STUDY MATERIAL ->
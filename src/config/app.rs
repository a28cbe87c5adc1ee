//! Main application configuration
//!
//! This module defines the configuration for the roster-dispatch service,
//! including environment variable and TOML file loading and validation.

use crate::config::broker::{BrokerSettings, DEFAULT_CREDENTIAL};
use anyhow::{anyhow, Context, Result};
use serde::{Deserialize, Serialize};
use std::env;
use std::path::Path;
use std::time::Duration;

/// Main application configuration
#[derive(Debug, Clone, Default, PartialEq, Serialize, Deserialize)]
#[serde(default)]
pub struct AppConfig {
    pub service: ServiceSettings,
    pub broker: BrokerSettings,
}

/// Service-level settings
#[derive(Debug, Clone, PartialEq, Serialize, Deserialize)]
#[serde(default)]
pub struct ServiceSettings {
    /// Service name for logging
    pub name: String,
    /// Log level (trace, debug, info, warn, error)
    pub log_level: String,
    /// Port for the HTTP server
    pub http_port: u16,
    /// Graceful shutdown timeout in seconds
    pub shutdown_timeout_seconds: u64,
}

impl Default for ServiceSettings {
    fn default() -> Self {
        Self {
            name: "roster-dispatch".to_string(),
            log_level: "info".to_string(),
            http_port: 8080,
            shutdown_timeout_seconds: 10,
        }
    }
}

fn parse_var<T: std::str::FromStr>(name: &str, value: &str) -> Result<T> {
    value
        .trim()
        .parse()
        .map_err(|_| anyhow!("Invalid {} value: {}", name, value))
}

impl AppConfig {
    /// Load configuration from environment variables with fallback to defaults
    pub fn from_env() -> Result<Self> {
        Self::from_vars(|name| env::var(name).ok())
    }

    /// Load configuration from an arbitrary variable source
    pub fn from_vars<F>(lookup: F) -> Result<Self>
    where
        F: Fn(&str) -> Option<String>,
    {
        let mut config = Self::default();

        // Service settings
        if let Some(name) = lookup("SERVICE_NAME") {
            config.service.name = name;
        }
        if let Some(level) = lookup("LOG_LEVEL") {
            config.service.log_level = level;
        }
        if let Some(port) = lookup("HTTP_PORT") {
            config.service.http_port = parse_var("HTTP_PORT", &port)?;
        }
        if let Some(timeout) = lookup("SHUTDOWN_TIMEOUT_SECONDS") {
            config.service.shutdown_timeout_seconds =
                parse_var("SHUTDOWN_TIMEOUT_SECONDS", &timeout)?;
        }

        // Broker settings; blank credentials fall back to guest
        if let Some(host) = lookup("RABBITMQ_HOST") {
            config.broker.host = host;
        }
        if let Some(port) = lookup("RABBITMQ_PORT") {
            config.broker.port = parse_var("RABBITMQ_PORT", &port)?;
        }
        if let Some(user) = lookup("RABBITMQ_USER").filter(|v| !v.is_empty()) {
            config.broker.username = user;
        }
        if let Some(password) = lookup("RABBITMQ_PASSWORD").filter(|v| !v.is_empty()) {
            config.broker.password = password;
        }
        if let Some(vhost) = lookup("RABBITMQ_VHOST") {
            config.broker.vhost = vhost;
        }
        if let Some(timeout) = lookup("BROKER_CONNECT_TIMEOUT_MS") {
            config.broker.connection_timeout_ms =
                parse_var("BROKER_CONNECT_TIMEOUT_MS", &timeout)?;
        }
        if let Some(timeout) = lookup("DISPATCH_SEND_TIMEOUT_MS") {
            config.broker.send_timeout_ms = parse_var("DISPATCH_SEND_TIMEOUT_MS", &timeout)?;
        }

        validate_config(&config)?;
        Ok(config)
    }

    /// Load configuration from a TOML file; missing keys take defaults
    pub fn from_file(path: &Path) -> Result<Self> {
        let contents = std::fs::read_to_string(path)
            .with_context(|| format!("Failed to read config file {}", path.display()))?;
        Self::from_toml(&contents)
    }

    pub fn from_toml(contents: &str) -> Result<Self> {
        let mut config: AppConfig =
            toml::from_str(contents).context("Failed to parse TOML configuration")?;

        if config.broker.username.is_empty() {
            config.broker.username = DEFAULT_CREDENTIAL.to_string();
        }
        if config.broker.password.is_empty() {
            config.broker.password = DEFAULT_CREDENTIAL.to_string();
        }

        validate_config(&config)?;
        Ok(config)
    }

    /// Get shutdown timeout as Duration
    pub fn shutdown_timeout(&self) -> Duration {
        Duration::from_secs(self.service.shutdown_timeout_seconds)
    }
}

/// Validate configuration values
pub fn validate_config(config: &AppConfig) -> Result<()> {
    match config.service.log_level.to_lowercase().as_str() {
        "trace" | "debug" | "info" | "warn" | "error" => {}
        _ => return Err(anyhow!("Invalid log level: {}", config.service.log_level)),
    }

    if config.service.http_port == 0 {
        return Err(anyhow!("HTTP port cannot be 0"));
    }
    if config.service.shutdown_timeout_seconds == 0 {
        return Err(anyhow!("Shutdown timeout must be greater than 0"));
    }

    if config.broker.host.is_empty() {
        return Err(anyhow!("Broker host cannot be empty"));
    }
    if config.broker.port == 0 {
        return Err(anyhow!("Broker port cannot be 0"));
    }
    if config.broker.connection_timeout_ms == 0 {
        return Err(anyhow!("Broker connection timeout must be greater than 0"));
    }
    if config.broker.send_timeout_ms == 0 {
        return Err(anyhow!("Dispatch send timeout must be greater than 0"));
    }

    Ok(())
}
//! Main entry point for the roster-dispatch service
//!
//! Boots the HTTP server without touching the broker, serves until a
//! shutdown signal arrives, then closes the broker connection on every exit
//! path.

use anyhow::{Context, Result};
use clap::Parser;
use roster_dispatch::config::AppConfig;
use roster_dispatch::service::{router, AppState};
use std::net::SocketAddr;
use std::path::PathBuf;
use std::sync::Arc;
use tokio::net::TcpListener;
use tokio::signal;
use tracing::{error, info, warn};

/// Roster Dispatch - fire-and-forget roster refresh queueing
#[derive(Parser)]
#[command(
    name = "roster-dispatch",
    version,
    about = "Accepts roster refresh requests and enqueues background work on the local AMQP broker"
)]
struct Args {
    /// Configuration file path
    #[arg(
        short,
        long,
        value_name = "FILE",
        help = "Path to configuration file (TOML format)"
    )]
    config: Option<PathBuf>,

    /// Log level override
    #[arg(
        short,
        long,
        value_name = "LEVEL",
        help = "Override log level (trace, debug, info, warn, error)"
    )]
    log_level: Option<String>,

    /// HTTP port override
    #[arg(long, value_name = "PORT", help = "Override HTTP server port")]
    http_port: Option<u16>,

    /// Broker port override
    #[arg(long, value_name = "PORT", help = "Override AMQP broker port")]
    broker_port: Option<u16>,

    /// Enable debug mode
    #[arg(short, long, help = "Enable debug mode with verbose logging")]
    debug: bool,

    /// Dry run mode (validate config and exit)
    #[arg(
        long,
        help = "Validate configuration and exit without starting service"
    )]
    dry_run: bool,
}

/// Initialize structured logging with the configured level
fn init_logging(log_level: &str) -> Result<()> {
    let subscriber = tracing_subscriber::fmt()
        .with_env_filter(
            tracing_subscriber::EnvFilter::try_from_default_env()
                .unwrap_or_else(|_| log_level.into()),
        )
        .with_target(false)
        .with_thread_ids(true)
        .with_line_number(true)
        .finish();

    tracing::subscriber::set_global_default(subscriber)
        .map_err(|e| anyhow::anyhow!("Failed to initialize logging: {}", e))?;

    Ok(())
}

/// Load and merge configuration from environment, file and CLI arguments
fn load_config(args: &Args) -> Result<AppConfig> {
    let mut config = match &args.config {
        Some(path) => AppConfig::from_file(path)?,
        None => AppConfig::from_env()?,
    };

    if let Some(log_level) = &args.log_level {
        config.service.log_level = log_level.clone();
    }
    if args.debug {
        config.service.log_level = "debug".to_string();
    }
    if let Some(http_port) = args.http_port {
        config.service.http_port = http_port;
    }
    if let Some(broker_port) = args.broker_port {
        config.broker.port = broker_port;
    }

    roster_dispatch::config::validate_config(&config)?;
    Ok(config)
}

/// Wait for shutdown signals (SIGINT, SIGTERM)
async fn wait_for_shutdown_signal() {
    let ctrl_c = async {
        if let Err(e) = signal::ctrl_c().await {
            error!("Failed to install Ctrl+C handler: {}", e);
            std::future::pending::<()>().await;
        }
    };

    #[cfg(unix)]
    let terminate = async {
        match signal::unix::signal(signal::unix::SignalKind::terminate()) {
            Ok(mut sigterm) => {
                sigterm.recv().await;
            }
            Err(e) => {
                error!("Failed to install SIGTERM handler: {}", e);
                std::future::pending::<()>().await;
            }
        }
    };

    #[cfg(not(unix))]
    let terminate = std::future::pending::<()>();

    tokio::select! {
        _ = ctrl_c => info!("Received SIGINT (Ctrl+C) signal"),
        _ = terminate => info!("Received SIGTERM signal"),
    }
}

async fn serve(state: Arc<AppState>) -> Result<()> {
    let addr = SocketAddr::from(([0, 0, 0, 0], state.config().service.http_port));
    let listener = TcpListener::bind(addr)
        .await
        .with_context(|| format!("Failed to bind {}", addr))?;

    info!(address = %addr, "HTTP server listening");

    axum::serve(listener, router(state))
        .with_graceful_shutdown(wait_for_shutdown_signal())
        .await
        .context("HTTP server error")
}

#[tokio::main]
async fn main() -> Result<()> {
    let args = Args::parse();

    let config = load_config(&args).unwrap_or_else(|e| {
        eprintln!("Configuration error: {:#}", e);
        std::process::exit(1);
    });

    if let Err(e) = init_logging(&config.service.log_level) {
        eprintln!("Failed to initialize logging: {}", e);
        std::process::exit(1);
    }

    info!(
        service = %config.service.name,
        http_port = config.service.http_port,
        broker = %format!("{}:{}{}", config.broker.host, config.broker.port, config.broker.vhost),
        send_timeout_ms = config.broker.send_timeout_ms,
        "Configuration loaded"
    );

    if args.dry_run {
        info!("Dry run completed - exiting without starting service");
        return Ok(());
    }

    let shutdown_timeout = config.shutdown_timeout();
    let state = Arc::new(AppState::new(config)?);

    let served = serve(state.clone()).await;
    if let Err(e) = &served {
        error!("Service stopped with error: {:#}", e);
    }

    match tokio::time::timeout(shutdown_timeout, state.shutdown()).await {
        Ok(()) => info!("Graceful shutdown completed"),
        Err(_) => warn!("Shutdown timeout exceeded, dropping broker connection"),
    }

    served
}
//! Dispatch Tester CLI Tool
//!
//! Command-line tool for exercising the dispatcher against a real broker
//! (or the in-memory one).
//!
//! Usage:
//!   cargo run --bin dispatch-tester -- send --queue player_requests --payload '{"membershipId":123}'
//!   cargo run --bin dispatch-tester -- burst --queue clan_requests --count 50 --payload '{"groupId":7}'
//!   cargo run --bin dispatch-tester -- --port 1 send --payload '{"membershipId":1}'
//!   cargo run --bin dispatch-tester -- --in-memory burst --count 50

use std::sync::Arc;
use std::time::{Duration, Instant};

use anyhow::{Context, Result};
use clap::{Parser, Subcommand};
use futures::future::join_all;
use roster_dispatch::amqp::{ConnectionManager, InMemoryBroker};
use roster_dispatch::config::AppConfig;
use roster_dispatch::dispatch::Dispatcher;
use roster_dispatch::metrics::DispatchMetrics;
use serde_json::Value;

#[derive(Parser)]
#[command(name = "dispatch-tester")]
#[command(about = "Send roster refresh tasks through the dispatcher and report outcomes")]
struct Cli {
    #[command(subcommand)]
    command: Commands,

    /// Broker port (defaults to RABBITMQ_PORT or 5672)
    #[arg(long)]
    port: Option<u16>,

    /// Per-send timeout in milliseconds
    #[arg(long)]
    timeout_ms: Option<u64>,

    /// Use an in-process broker instead of AMQP
    #[arg(long)]
    in_memory: bool,

    /// Print prometheus metrics when done
    #[arg(long)]
    metrics: bool,
}

#[derive(Subcommand)]
enum Commands {
    /// Send a single payload
    Send {
        #[arg(short, long, default_value = "player_requests")]
        queue: String,
        /// JSON payload
        #[arg(short, long, default_value = r#"{"membershipId":123}"#)]
        payload: String,
    },
    /// Send the same payload concurrently before any connection exists
    Burst {
        #[arg(short, long, default_value = "clan_requests")]
        queue: String,
        #[arg(short, long, default_value = r#"{"groupId":7}"#)]
        payload: String,
        #[arg(short, long, default_value = "50")]
        count: usize,
    },
    /// Send, disconnect, and send again to exercise reconnection
    Reconnect {
        #[arg(short, long, default_value = "player_requests")]
        queue: String,
        #[arg(short, long, default_value = r#"{"membershipId":123}"#)]
        payload: String,
    },
}

fn build_dispatcher(cli: &Cli) -> Result<Dispatcher> {
    let mut config = AppConfig::from_env()?;
    if let Some(port) = cli.port {
        config.broker.port = port;
    }
    if let Some(timeout_ms) = cli.timeout_ms {
        config.broker.send_timeout_ms = timeout_ms;
    }

    let metrics = DispatchMetrics::new()?;
    if !cli.in_memory {
        return Ok(Dispatcher::from_settings(&config.broker, metrics));
    }

    let manager = ConnectionManager::new(
        Arc::new(InMemoryBroker::new()),
        config.broker.connection_timeout(),
    )
    .with_metrics(metrics.clone());
    Ok(Dispatcher::new(
        Arc::new(manager),
        config.broker.send_timeout(),
        metrics,
    ))
}

fn parse_payload(raw: &str) -> Result<Value> {
    serde_json::from_str(raw).with_context(|| format!("Payload is not valid JSON: {}", raw))
}

async fn timed_send(dispatcher: &Dispatcher, queue: &str, payload: &Value) -> (bool, Duration) {
    let start = Instant::now();
    let ok = dispatcher.send(queue, payload).await;
    (ok, start.elapsed())
}

#[tokio::main]
async fn main() -> Result<()> {
    tracing_subscriber::fmt::init();

    let cli = Cli::parse();
    let dispatcher = build_dispatcher(&cli)?;

    println!("🔌 Broker endpoint: {}", dispatcher.manager().endpoint());

    match &cli.command {
        Commands::Send { queue, payload } => {
            let payload = parse_payload(payload)?;
            let (ok, elapsed) = timed_send(&dispatcher, queue, &payload).await;
            println!(
                "{} send to '{}' in {:.1}ms",
                if ok { "✅" } else { "❌" },
                queue,
                elapsed.as_secs_f64() * 1000.0
            );
        }
        Commands::Burst {
            queue,
            payload,
            count,
        } => {
            let payload = parse_payload(payload)?;
            let start = Instant::now();
            let sends = (0..*count).map(|_| dispatcher.send(queue, &payload));
            let results = join_all(sends).await;
            let sent = results.iter().filter(|ok| **ok).count();

            println!(
                "📦 {}/{} sends to '{}' succeeded in {:.1}ms",
                sent,
                count,
                queue,
                start.elapsed().as_secs_f64() * 1000.0
            );
        }
        Commands::Reconnect { queue, payload } => {
            let payload = parse_payload(payload)?;
            let (first, _) = timed_send(&dispatcher, queue, &payload).await;
            dispatcher.disconnect().await;
            let (second, _) = timed_send(&dispatcher, queue, &payload).await;
            println!("🔁 before disconnect: {}, after: {}", first, second);
        }
    }

    println!(
        "🔢 Connect attempts: {}, final state: {}",
        dispatcher.manager().connect_attempts(),
        dispatcher.status()
    );

    if cli.metrics {
        print!("{}", dispatcher.metrics().render()?);
    }

    dispatcher.disconnect().await;
    Ok(())
}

TASK DIRECTIONS ->
Count every line of the material that holds "unix". Reply with the number alone.

RESULT FOR THIS TASK ->
3